## What the task asks
A single number is required: how many lines in the data below contain "client".

Dataset excerpts:
BEGIN
//! HTTP download layer: client, error taxonomy, and retry policy.

pub mod client;
pub mod error;
pub mod retry;

pub use client::HttpClient;
pub use error::DownloadError;
pub use retry::{
    DEFAULT_MAX_ATTEMPTS, FailureType, RetryDecision, RetryPolicy, classify_error,
    fetch_with_retry,
};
END
## Solution to this task
3